# How soon and how much hair (length) does toy poodle grow the hair?



## fuzzymom (Sep 19, 2013)

The same thing happened to me. I like the hair on the head to blend in with the ears and they gave me the classic poodle poof topknot. Nothing wrong with it, it's just not what I like. It was just over a week ago and it's already grown some. I'm also getting used to the cut because my baby is handsome no matter what. I know how you feel though. I loved my fluffy baby and I just wanted a trim 


Sent from Petguide.com Free App


----------



## CT Girl (Nov 17, 2010)

I feel your pain. My regular groomer has disappeared and a groomer I went to instead totally messed up Swizzle's top knot too. It has been three weeks now and the length has grown back. It is amazing how fast his hair has grown in, hopefully it will be the same for you.


----------



## LEUllman (Feb 1, 2010)

An old joke:
Q) What is the difference between a good haircut and a bad haircut?
A) Two weeks!


----------



## PoodleFoster (May 25, 2013)

shizuka said:


> My toy poodle is turning 7 month old.
> She was cute and girlie like until this Tuesday!
> I brought her for a bath and the first grooming service since she is with me
> I showed the groomer a picture about how I wanted my baby looked like (which is her).
> ...


----------



## Joelly (May 8, 2012)

Shizuka, I'm so sorry to hear this. Sounds like you need to find a new groomer. Try and find one who is a poodle specialist groomer. Mine is awesome, Edison always come out looking exceptionally cute (Thank you, Mimi!!!).


----------



## Servicepoodlemomma (Jun 22, 2013)

Joelly said:


> Shizuka, I'm so sorry to hear this. Sounds like you need to find a new groomer. Try and find one who is a poodle specialist groomer. Mine is awesome, Edison always come out looking exceptionally cute (Thank you, Mimi!!!).
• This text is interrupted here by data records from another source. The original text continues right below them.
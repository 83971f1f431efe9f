//! Terrain height field
//!
//! A square grid of elevations generated once by diamond-square, then read
//! pointwise by road shaping and locally rewritten by lake carving and by
//! flattening under secondary roads.

mod diamond_square;

pub use diamond_square::diamond_square;

use rand::Rng;
use tracing::debug;

use crate::config::TerrainConfig;
use crate::geometry::{BoundingBox, Point};

/// Half-width of the flattened corridor around a road, in pixels
pub const FLATTEN_HALF_WIDTH_PIXELS: f64 = 4.0;

/// Depth by which flattened roads sink below the interpolated grade (world units)
pub const ROAD_EMBOSS_DEPTH: f64 = 0.05;

/// Lifecycle of a [`HeightField`]
#[derive(Debug, Clone, Copy, PartialEq, Eq)]
pub enum HeightFieldState {
    /// No grid allocated yet
    Uninitialized,
    /// Grid filled by diamond-square
    Generated,
}

/// Diamond-square terrain mapped onto a square of world coordinates
///
/// World `(0, 0)` maps to pixel `(0, 0)`; world `(side_length, side_length)`
/// maps (after clamping) to the last pixel. Stored values are raw, and
/// [`HeightField::elevation_at`] scales them by the elevation multiplier.
#[derive(Debug, Clone)]
pub struct HeightField {
    config: TerrainConfig,
    size: usize,
    grid: Vec<f64>,
    state: HeightFieldState,
}

impl HeightField {
    /// Create an uninitialized height field
    pub fn new(config: TerrainConfig) -> Self {
        Self {
            size: (1usize << config.resolution) + 1,
            config,
            grid: Vec::new(),
            state: HeightFieldState::Uninitialized,
        }
    }

    /// Allocate and fill the grid
    ///
    /// Calling this again regenerates the terrain from the current RNG state.
    pub fn generate<R: Rng + ?Sized>(&mut self, rng: &mut R) {
        self.grid = diamond_square(
            self.config.resolution,
            self.config.roughness,
            self.config.initial_height_range,
            rng,
        );
        self.state = HeightFieldState::Generated;
        debug!(size = self.size, "generated height field");
    }

    /// Current lifecycle state
    #[inline]
    pub fn state(&self) -> HeightFieldState {
        self.state
    }

    /// Check if the grid has been generated
    #[inline]
    pub fn is_generated(&self) -> bool {
        self.state == HeightFieldState::Generated
    }

    /// Configuration this field was created with
    #[inline]
    pub fn config(&self) -> &TerrainConfig {
        &self.config
    }

    /// Number of pixels along one side (`2^resolution + 1`)
    #[inline]
    pub fn grid_size(&self) -> usize {
        self.size
    }

    /// World side length of the terrain square
    #[inline]
    pub fn side_length(&self) -> f64 {
        self.config.side_length
    }

    /// World extent of one pixel
    #[inline]
    pub fn pixel_size(&self) -> f64 {
        self.config.side_length / self.size as f64
    }

    /// Raw grid values, row-major (empty before generation)
    #[inline]
    pub fn grid(&self) -> &[f64] {
        &self.grid
    }

    /// World bounds of the terrain
    pub fn bounds(&self) -> BoundingBox {
        BoundingBox {
            min: Point::new(0.0, 0.0),
            max: Point::new(self.config.side_length, self.config.side_length),
        }
    }

    fn to_index(&self, coord: f64) -> usize {
        let index = (coord / self.pixel_size()).floor();
        if index <= 0.0 {
            0
        } else {
            (index as usize).min(self.size - 1)
        }
    }

    /// Map world coordinates to the nearest pixel, clamped to the grid
    pub fn to_image_coords(&self, x: f64, y: f64) -> (usize, usize) {
        (self.to_index(x), self.to_index(y))
    }

    /// World coordinates of a pixel's corner
    pub fn to_world_coords(&self, ix: usize, iy: usize) -> Point {
        let pixel = self.pixel_size();
        Point::new(ix as f64 * pixel, iy as f64 * pixel)
    }

    fn raw(&self, ix: usize, iy: usize) -> f64 {
        self.grid.get(iy * self.size + ix).copied().unwrap_or(0.0)
    }

    /// Elevation at a world position
    ///
    /// Returns 0 before the field is generated.
    pub fn elevation_at(&self, x: f64, y: f64) -> f64 {
        let (ix, iy) = self.to_image_coords(x, y);
        self.config.elevation * self.raw(ix, iy)
    }

    /// Elevation at a pixel
    pub fn pixel_elevation(&self, ix: usize, iy: usize) -> f64 {
        self.config.elevation * self.raw(ix, iy)
    }

    /// Overwrite the elevation of a pixel (world units)
    pub fn set_pixel_elevation(&mut self, ix: usize, iy: usize, elevation: f64) {
        if !self.is_generated() || self.config.elevation == 0.0 {
            return;
        }
        let index = iy * self.size + ix;
        if let Some(cell) = self.grid.get_mut(index) {
            *cell = elevation / self.config.elevation;
        }
    }

    /// Pixel ranges covering a world bounding box, clamped to the grid
    pub fn pixel_range(&self, bbox: &BoundingBox) -> (std::ops::RangeInclusive<usize>, std::ops::RangeInclusive<usize>) {
        let (x0, y0) = self.to_image_coords(bbox.min.x, bbox.min.y);
        let (x1, y1) = self.to_image_coords(bbox.max.x, bbox.max.y);
        (x0..=x1, y0..=y1)
    }

    /// Level the terrain in a corridor around segment `a → b`
    ///
    /// Each pixel within [`FLATTEN_HALF_WIDTH_PIXELS`] of the segment is blended
    /// toward a grade interpolated between `elev_a` and `elev_b` (sunk by
    /// [`ROAD_EMBOSS_DEPTH`]). The blend weight of the original elevation is
    /// `(distance / width)²`, so pixels on the segment are flat and pixels at
    /// the corridor border are untouched. Missing elevations default to the
    /// current terrain at the endpoints.
    pub fn flatten_segment(&mut self, a: Point, b: Point, elev_a: Option<f64>, elev_b: Option<f64>) {
        if !self.is_generated() {
            return;
        }

        let elev_a = elev_a.unwrap_or_else(|| self.elevation_at(a.x, a.y));
        let elev_b = elev_b.unwrap_or_else(|| self.elevation_at(b.x, b.y));

        let pixel = self.pixel_size();
        let width = FLATTEN_HALF_WIDTH_PIXELS;
        let Some(bbox) = BoundingBox::of_points([a, b]) else {
            return;
        };
        let (xs, ys) = self.pixel_range(&bbox.expanded(width * pixel));

        let av = a.vec();
        let ab = b.vec() - av;
        let len_sq = ab.length_squared();

        for iy in ys {
            for ix in xs.clone() {
                // Pixel center in world space
                let p = self.to_world_coords(ix, iy).vec() + glam::DVec2::splat(pixel / 2.0);
                let t = if len_sq > 0.0 {
                    ((p - av).dot(ab) / len_sq).clamp(0.0, 1.0)
                } else {
                    0.0
                };
                let flat = elev_a + (elev_b - elev_a) * t - ROAD_EMBOSS_DEPTH;
                let dist_pixels = (av + ab * t).distance(p) / pixel;
                let weight = (dist_pixels / width).powi(2).clamp(0.0, 1.0);
                if weight >= 1.0 {
                    continue;
                }
                let real = self.pixel_elevation(ix, iy);
                self.set_pixel_elevation(ix, iy, weight * real + (1.0 - weight) * flat);
            }
        }
    }
}
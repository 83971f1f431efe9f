//! Random draws shared by the generation stages

use rand::Rng;
use rand_distr::{Distribution, Normal};

/// Uniform draw in `[low, high]`, returning `low` for an empty range
#[inline]
pub(crate) fn uniform<R: Rng + ?Sized>(rng: &mut R, low: f64, high: f64) -> f64 {
    if high > low {
        rng.gen_range(low..=high)
    } else {
        low
    }
}

/// Gaussian draw; a non-positive or non-finite deviation yields the mean
#[inline]
pub(crate) fn gaussian<R: Rng + ?Sized>(rng: &mut R, mean: f64, std_dev: f64) -> f64 {
    match Normal::new(mean, std_dev) {
        Ok(normal) if std_dev > 0.0 => normal.sample(rng),
        _ => mean,
    }
}

#[cfg(test)]
mod tests {
    use super::*;
    use rand::SeedableRng;
    use rand_chacha::ChaCha8Rng;

    #[test]
    fn test_degenerate_ranges() {
        let mut rng = ChaCha8Rng::seed_from_u64(0);
        assert_eq!(uniform(&mut rng, 2.0, 2.0), 2.0);
        assert_eq!(uniform(&mut rng, 3.0, 1.0), 3.0);
        assert_eq!(gaussian(&mut rng, 5.0, 0.0), 5.0);
        assert_eq!(gaussian(&mut rng, 5.0, -1.0), 5.0);
    }

    #[test]
    fn test_gaussian_mean() {
        let mut rng = ChaCha8Rng::seed_from_u64(9);
        let n = 4000;
        let mean = (0..n).map(|_| gaussian(&mut rng, 0.5, 0.2)).sum::<f64>() / n as f64;
        assert!((mean - 0.5).abs() < 0.02, "{}", mean);
    }
}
I agree, time for a new groomer - I had this happen to me - and the groomer was a VERY experienced poodle groomer and owned AND showed Spoos herself so I was not at all happy! Sadly sometimes it's a matter of trial and error. My solution was to get some good grooming equipment and start doing her myself! But I already knew the basics from years old showing dogs and helping other handlers groom and prepare their dogs for the ring as well as handling their dogs on occasion. But a bit of practice and you might be surprised at how good you can do!

Sent from Petguide.com Free App


----------



## 3dogs (Nov 3, 2010)

Pictures would help. As a groomer I have no idea what you just explained. Is it the muzzle that was scissored too short? Was it the TK that you wanted a blended TK & you were given a TK with ear lines?


----------



## HOTW (Aug 31, 2010)

Unfortunately you have learned that not all groomers are created alike! You need to check out groomers just as carefully as a vet. Ask questions of people you meet that have groomed dogs. Do not ever assume a groomer has the experience to do your style you want. Ask where they learned and whether they continue their education(some wil have no clue what you are talking about -RUN!) Assume about 3 months to get back close to what she had.


----------